Hallucinogens are drugs that alter thoughts, perceptions, and feelings. While using these substances, people may experience hallucinations where they have sensations or perceptions that are not real.

Experts do not know exactly how hallucinogens produce their effects, but they are believed to affect neurotransmitters in the brain, including serotonin and glutamate. Recent research also indicates that some hallucinogens may have therapeutic potential in the treatment of conditions such as anxiety and depression.

If you or a loved one are struggling with substance use or addiction, contact the Substance Abuse and Mental Health Services Administration (SAMHSA) National Helpline at 1-800-662-4357 for information on support and treatment facilities in your area.

For more mental health resources, see our National Helpline Database.

Frequently Asked Questions

  • What is the difference between narcotics and hallucinogens?

    Narcotics are drugs that include opiates, opioids, and synthetic opioids. Some of these drugs have medical uses, particularly for pain relief. They can also produce physical dependence and have a high potential for addiction. While hallucinogens affect thinking and perception, narcotics tend to produce a variety of effects including blocking pain signals and creating feelings of euphoria.

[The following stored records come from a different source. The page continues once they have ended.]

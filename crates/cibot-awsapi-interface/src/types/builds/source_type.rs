use serde::{Deserialize, Serialize};

/// CodeBuild source type.
#[derive(Debug, Deserialize, Serialize, Clone, Copy, Default, PartialEq, Eq)]
pub enum SourceType {
    /// CodeCommit repository.
    #[default]
    #[serde(rename = "CODECOMMIT")]
    CodeCommit,
}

  • How do hallucinogens affect the brain?

    According to the National Institute on Drug Abuse, hallucinogens are believed to produce their mind-altering effects due to disruptions in the neurotransmitter serotonin. By altering how serotonin acts on neural circuits in the brain, particularly in regions associated with perception, mood, and cognition, people experience changes in how they think and perceive reality.

  • What is the difference between hallucinogenic and psychedelic?

    Hallucinogens and psychedelics are the same things. Psychedelics (also known as hallucinogens) affect thinking, senses, perceptions, and emotions.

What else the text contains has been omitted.